Les psychanalystes évoqués dans cet ouvrage sont les suivants : Jean Bergeret, Melanie Klein, Otto Kernberg, André Green, Donald W. Winnicott, Harold Searles, Didier Anzieu, Ferenzci, Balint, Wilhelm Reich, Alexandre Lowen, Eiguer, Max Pagès, et les vieux cons Freud et Lacan (amical).
L'analyse historique du concept aboutit à un élargissement des pratiques thérapeutiques applicables dans le traitement des patients-limites. Autant dire qu'on ne va pas s'occuper d'eux avec la bonne vieille psychanalyse de papa Freud. le silence risque de leur sembler hostile. Ils risquent de jouer les enculés en dissimulant le noyau véritable de leur identité (qu'ils ignorent fondamentalement) derrière le faux self qui leur pourrit la vie. Ils risquent de sombrer dans la folie et d'emmener avec eux le thérapeute pas prévenu de la promenade. le toubi doit se montrer prudent dans le contre-transfert, observer tout ça à la loupe, accepter de laisser tomber son autorité professionnelle, arrêter d'interpréter à tout va, se montrer un peu moins coincé du cul en acceptant de laisser s'exprimer les émotions de l'assemblée –tout en maintenant les quelques règles de civilité qui permettent de maintenir une relation sans que ça vire au règne paléolithique. Jean-Michel Fourcade valorise surtout le processus de la régression, un truc que le père Freud avait radicalement condamné voilà bientôt un siècle.
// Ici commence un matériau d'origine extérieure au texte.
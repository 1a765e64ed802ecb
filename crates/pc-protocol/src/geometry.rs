//! Terminal geometry type

use serde::{Deserialize, Serialize};
use std::fmt;

/// Terminal dimensions in character cells
#[derive(Debug, Clone, Copy, Default, PartialEq, Eq, Hash, Serialize, Deserialize)]
pub struct TerminalGeometry {
    /// Width in columns
    pub width: u32,
    /// Height in rows
    pub height: u32,
}

impl TerminalGeometry {
    /// Create a new geometry
    pub fn new(width: u32, height: u32) -> Self {
        Self { width, height }
    }

    /// Columns clamped to what an OS-level winsize can hold
    pub fn cols(&self) -> u16 {
        u16::try_from(self.width).unwrap_or(u16::MAX)
    }

    /// Rows clamped to what an OS-level winsize can hold
    pub fn rows(&self) -> u16 {
        u16::try_from(self.height).unwrap_or(u16::MAX)
    }
}

impl fmt::Display for TerminalGeometry {
    fn fmt(&self, f: &mut fmt::Formatter<'_>) -> fmt::Result {
        write!(f, "{}x{}", self.width, self.height)
    }
}

impl From<(u32, u32)> for TerminalGeometry {
    fn from((width, height): (u32, u32)) -> Self {
        Self { width, height }
    }
}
Maintenant, nous avons avancé dans la tache de trier le bon grain de l'ivraie et force est de reconnaître qu'il existe une régression à la cool, non pas phénomène régressif sans possibilité de retour mais déplacement topique en direction des strates les plus profondes du psychisme. Cette régression-là offre la possibilité de revivre le traumatisme dans un cadre thérapeutique contrôlé, amorçant la marche progrédiente vers la guérison. On lorgne presque vers l'hypnose, là.
Dans son édition la plus récente, Fourcade a rajouté un dernier chapitre presque engagé sur les raisons qui expliqueraient le succès de l'état-limite dans notre société occidentale. L'état-limite serait ainsi la forme pathologique de l'homme hypermoderne. Si nous étions plus modestes, nous pourrions même dire que l'homme hypermoderne est hanté par cet état-limite. La marchandisation du monde, la déliquescence des structures et des rôles familiaux, les nouveaux systèmes éducatifs, la défaillance idéologique, politique et économique, la survalorisation de l'image, toutes ces merdes oublient de donner aux identités naissantes des repères, de la présence et de l'attention. Qu'on ne s'étonne donc pas qu'apparaisse un homme vide et froid, à l'image de sa pouponnière.